Hurricane Sandy and other recent natural disasters have demonstrated that social media are an important part of an effective communications strategy, particularly during times of crisis. The public has come to expect public agencies’ Twitter, Facebook and other online channels to be updated regularly with valuable information in the wake of a major event.
There are several reasons why social media perform so well during an emergency.
· Smartphones are practically ubiquitous because of their popularity, and as a result, people are using them increasingly as sources of information when disaster strikes.
· Social media via smartphones enable real-time communication, as opposed to many traditional channels that have a natural lag in reporting.
· Viral reach, every marketer's dream, can exponentially increase the number of people reached as individuals retweet important information to each of their individual networks. Evidence suggests that people may heed warnings and take content more seriously when it comes from somebody they know.
· By monitoring the social media conversation, agencies can gather intelligence and dispel misinformation. The public can actually become a valuable source of information.

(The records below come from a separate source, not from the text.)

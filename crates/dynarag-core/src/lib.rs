//! Core traits and types for the DynaRAG client
//!
//! This crate defines the records exchanged with a DynaRAG server, the error
//! taxonomy shared by every crate in the workspace, and the [`RagService`]
//! trait that the HTTP client implements and the CLI consumes.

pub mod error;
pub mod service;
pub mod types;


pub use error::{Error, Result};
pub use service::RagService;
pub use types::{Chunk, DeletionStats, SimilarChunk, UsageStats};
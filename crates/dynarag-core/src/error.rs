//! Error types for the DynaRAG client

use thiserror::Error;

/// Result type alias using our custom Error type
pub type Result<T> = std::result::Result<T, Error>;

/// Errors surfaced by DynaRAG operations.
///
/// An empty store is never an error: operations that return lists report it
/// as `None` instead.
#[derive(Error, Debug)]
pub enum Error {
    #[error("Configuration error: {0}")]
    Configuration(String),

    #[error("Network error: {0}")]
    Network(String),

    #[error("Timeout error: {0}")]
    Timeout(String),

    /// The server rejected the request (HTTP 400).
    #[error("Bad request: {0}")]
    BadRequest(String),

    #[error("Authentication error: {0}")]
    Authentication(String),

    #[error("API error (status {status}): {message}")]
    Api { status: u16, message: String },

    #[error("Serialization error: {0}")]
    Serialization(String),

    #[error("Invalid input: {0}")]
    InvalidInput(String),

    #[error("IO error: {0}")]
    Io(#[from] std::io::Error),
}

impl Error {
    pub fn is_bad_request(&self) -> bool {
        matches!(self, Error::BadRequest(_))
    }

    pub fn is_timeout(&self) -> bool {
        matches!(self, Error::Timeout(_))
    }

    /// Map a non-success HTTP status and its body to an error kind.
    pub fn from_status(status: u16, body: impl Into<String>) -> Self {
        let body = body.into();
        let message = if body.trim().is_empty() {
            "no response body".to_string()
        } else {
            body.trim().to_string()
        };

        match status {
            400 => Error::BadRequest(message),
            401 | 403 => Error::Authentication(message),
            _ => Error::Api { status, message },
        }
    }
}
//! DynaRAG HTTP client implementation

use async_trait::async_trait;
use reqwest::{Client, RequestBuilder};
use serde::de::DeserializeOwned;
use serde::{Deserialize, Serialize};
use std::fmt;
use tokio::time::timeout;
use tracing::{debug, info, warn};
use url::Url;

use dynarag_core::types::sort_by_relevance;
use dynarag_core::{
    Chunk, DeletionStats, Error, RagService, Result, SimilarChunk, UsageStats,
};

use crate::config::DynaRagConfig;

/// DynaRAG API client
///
/// Each operation is a single HTTP round trip bounded by the configured
/// timeout. Failures are returned as-is; nothing is retried.
pub struct DynaRagClient {
    config: DynaRagConfig,
    base_url: Url,
    client: Client,
}

#[derive(Serialize)]
struct AddChunkRequest<'a> {
    chunk: &'a str,
    filepath: &'a str,
}

#[derive(Serialize)]
struct SimilarRequest<'a> {
    text: &'a str,
    #[serde(skip_serializing_if = "Option::is_none")]
    k: Option<usize>,
}

#[derive(Serialize)]
struct QueryRequest<'a> {
    text: &'a str,
}

#[derive(Deserialize)]
struct QueryResponse {
    answer: String,
}

impl DynaRagClient {
    /// Create a new client from configuration
    pub fn new(config: DynaRagConfig) -> Result<Self> {
        config.validate()?;
        let base_url = config.parsed_base_url()?;

        let client = Client::builder()
            .user_agent(concat!("dynarag-client/", env!("CARGO_PKG_VERSION")))
            .build()
            .map_err(|e| Error::Network(e.to_string()))?;

        Ok(Self {
            config,
            base_url,
            client,
        })
    }

    /// Create a new client from environment variables
    pub fn from_env() -> Result<Self> {
        let config = DynaRagConfig::from_env()?;
        Self::new(config)
    }

    pub fn config(&self) -> &DynaRagConfig {
        &self.config
    }

    pub(crate) fn endpoint(&self, path: &str) -> Result<Url> {
        self.base_url
            .join(path.trim_start_matches('/'))
            .map_err(|e| Error::Configuration(format!("invalid endpoint path '{}': {}", path, e)))
    }

    /// Send a request and return the body of a successful response.
    async fn execute(&self, operation: &'static str, request: RequestBuilder) -> Result<String> {
        let request = match &self.config.api_token {
            Some(token) => request.bearer_auth(token),
            None => request,
        };

        match timeout(self.config.timeout(), self.round_trip(operation, request)).await {
            Ok(result) => result,
            Err(_) => Err(Error::Timeout(format!(
                "{} did not complete within {:?}",
                operation, self.config.timeout()
            ))),
        }
    }

    async fn round_trip(&self, operation: &'static str, request: RequestBuilder) -> Result<String> {
        let response = request
            .header("Accept", "application/json")
            .send()
            .await
            .map_err(transport_error)?;

        let status = response.status();
        debug!(operation, status = status.as_u16(), "received response");

        let body = response.text().await.map_err(transport_error)?;

        if !status.is_success() {
            warn!(operation, status = status.as_u16(), "request rejected by server");
            return Err(Error::from_status(status.as_u16(), body));
        }

        Ok(body)
    }

    async fn similar_with(&self, query: &str, k: Option<usize>) -> Result<Option<Vec<SimilarChunk>>> {
        require_text("query", query)?;

        let url = self.endpoint(&self.config.endpoints.similar)?;
        debug!(operation = "similar", %url, k, "searching similar chunks");

        let request = self.client.post(url).json(&SimilarRequest { text: query, k });
        let body = self.execute("similar", request).await?;

        let mut chunks = match decode_list::<SimilarChunk>("similar", &body)? {
            Some(chunks) => chunks,
            None => return Ok(None),
        };
        sort_by_relevance(&mut chunks);
        Ok(Some(chunks))
    }
}

impl fmt::Debug for DynaRagClient {
    fn fmt(&self, f: &mut fmt::Formatter<'_>) -> fmt::Result {
        f.debug_struct("DynaRagClient")
            .field("base_url", &self.base_url.as_str())
            .field("api_token", &self.config.api_token.as_ref().map(|_| "<redacted>"))
            .field("timeout", &self.config.timeout())
            .finish()
    }
}

#[async_trait]
impl RagService for DynaRagClient {
    async fn add_chunk(&self, text: &str, filepath: &str) -> Result<()> {
        require_text("chunk text", text)?;
        require_text("filepath", filepath)?;

        let url = self.endpoint(&self.config.endpoints.add_chunk)?;
        debug!(operation = "add_chunk", %url, bytes = text.len(), "adding chunk");

        let request = self.client.post(url).json(&AddChunkRequest {
            chunk: text,
            filepath,
        });
        self.execute("add_chunk", request).await?;

        info!(filepath, bytes = text.len(), "chunk added");
        Ok(())
    }

    async fn similar(&self, query: &str) -> Result<Option<Vec<SimilarChunk>>> {
        self.similar_with(query, self.config.top_k).await
    }

    async fn similar_top_k(&self, query: &str, k: usize) -> Result<Option<Vec<SimilarChunk>>> {
        if k == 0 {
            return Err(Error::InvalidInput("k must be greater than zero".to_string()));
        }
        self.similar_with(query, Some(k)).await
    }

    async fn query(&self, question: &str) -> Result<String> {
        require_text("question", question)?;

        let url = self.endpoint(&self.config.endpoints.query)?;
        debug!(operation = "query", %url, "querying");

        let request = self.client.post(url).json(&QueryRequest { text: question });
        let body = self.execute("query", request).await?;

        let response: QueryResponse = decode("query", &body)?;
        let answer = response.answer.trim();
        if answer.is_empty() {
            return Err(Error::Serialization(
                "query returned an empty answer".to_string(),
            ));
        }
        Ok(answer.to_string())
    }

    async fn delete_chunks(&self, dry_run: bool) -> Result<DeletionStats> {
        let url = self.endpoint(&self.config.endpoints.delete_chunks)?;
        debug!(operation = "delete_chunks", %url, dry_run, "deleting chunks");

        let request = self.client.delete(url).query(&[("dry_run", dry_run)]);
        let body = self.execute("delete_chunks", request).await?;

        let stats: DeletionStats = decode("delete_chunks", &body)?;
        info!(
            dry_run,
            embeddings = stats.embedding_count,
            documents = stats.document_count,
            "chunks deleted"
        );
        Ok(stats)
    }

    async fn list_chunks(&self) -> Result<Option<Vec<Chunk>>> {
        let url = self.endpoint(&self.config.endpoints.list_chunks)?;
        debug!(operation = "list_chunks", %url, "listing chunks");

        let body = self.execute("list_chunks", self.client.get(url)).await?;
        decode_list("list_chunks", &body)
    }

    async fn get_stats(&self) -> Result<UsageStats> {
        let url = self.endpoint(&self.config.endpoints.stats)?;
        debug!(operation = "get_stats", %url, "fetching stats");

        let body = self.execute("get_stats", self.client.get(url)).await?;
        decode("get_stats", &body)
    }
}

fn require_text(field: &str, value: &str) -> Result<()> {
    if value.trim().is_empty() {
        return Err(Error::InvalidInput(format!("{} must not be empty", field)));
    }
    Ok(())
}

fn transport_error(err: reqwest::Error) -> Error {
    if err.is_timeout() {
        Error::Timeout(err.to_string())
    } else {
        Error::Network(err.to_string())
    }
}

pub(crate) fn decode<T: DeserializeOwned>(operation: &str, body: &str) -> Result<T> {
    serde_json::from_str(body).map_err(|e| {
        Error::Serialization(format!("unexpected {} response: {}", operation, e))
    })
}

/// Decode a list body where `null`, an empty body and `[]` all mean
/// "no chunks stored".
pub(crate) fn decode_list<T: DeserializeOwned>(operation: &str, body: &str) -> Result<Option<Vec<T>>> {
    if body.trim().is_empty() {
        return Ok(None);
    }
    let items: Option<Vec<T>> = decode(operation, body)?;
    Ok(items.filter(|items| !items.is_empty()))
}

But if you are going to engage the public through social media during a crisis, you have to jump in with both feet. A timely stream of regular updates is important for an agency to achieve and maintain credibility with its audiences.
When a 7.7 magnitude earthquake hit off the coast of British Columbia at 8:04 p.m. on Oct. 27, it raised the specter of a possible tsunami. U.S. authorities issued a tsunami alert via Twitter three minutes after the earthquake hit. But the first Twitter warning from Emergency Info, British Columbia’s Twitter account, came 39 minutes later. The warning had already been reported by news outlets, and when it was finally tweeted by Emergency Info, the public was critical of the late posting, according to HootSource, a blog on social media.
To be effective during a crisis, it’s important to establish the right tools in advance. Public agencies often worry that their Twitter feed has few followers. But believe me, when the public wants to be in the know, those numbers will mushroom.
Before Sandy hit, Con Edison had about 1,000 Twitter followers. In the wake of the storm, Con Edison suddenly had more than 20,000 Twitter followers. And New York City's Metropolitan Transportation Authority, which runs the city's subways, buses, tunnels and bridges, nearly tripled its audience on Twitter from 26,000 to more than 75,000 in the days after the storm, according to PRWeek.
For all its benefits, social media can be an unregulated flow of information, and that lack of control is sometimes abused during emergencies. USA Today reported the dark side of social media during a catastrophe in an article titled: “False information can go viral.” Erroneous information during Sandy included a giant wave hitting the Statue of Liberty, 3 feet of water flooding the New York Stock Exchange, and surreal photos of impossibly ominous clouds over the city.
During the flurry of information, true or false, official sites can serve as the reliable source for facts. Agencies should monitor social media feeds, keep their postings up-to-date, and respond quickly to misinformation — maximizing their service to the public, according to David Micallef, writing in Social Media Today.
For all of its power, social media work best as part of an integrated strategy that uses other outlets like the media, telephone options like reverse 911, etc. The more information channels you can orchestrate into your communication strategy, the more effective you will be in reaching the people who need to know: the public.
San Diego County uses a broad range of tools to communicate to residents during an emergency. But depending on the situation, some of those channels might not be available.
“During the blackout a year ago, county communications staff put out press releases, answered media calls and helped prepare officials for a news conference,” said Sarah Gordon, spokeswoman for San Diego County’s Office of Emergency Services. “But, because so many traditional communications means weren’t working due to the power loss, the 123 tweets sent out from the Joint Information Center were a critical information source.”
Residents can sign up for tweets from the county at twitter.com/SanDiegoCounty or search Twitter for ReadySanDiego.
The county also has several apps and text message services designed to help in the case of an emergency or in the event that there’s an outbreak of health hazards, like West Nile Virus.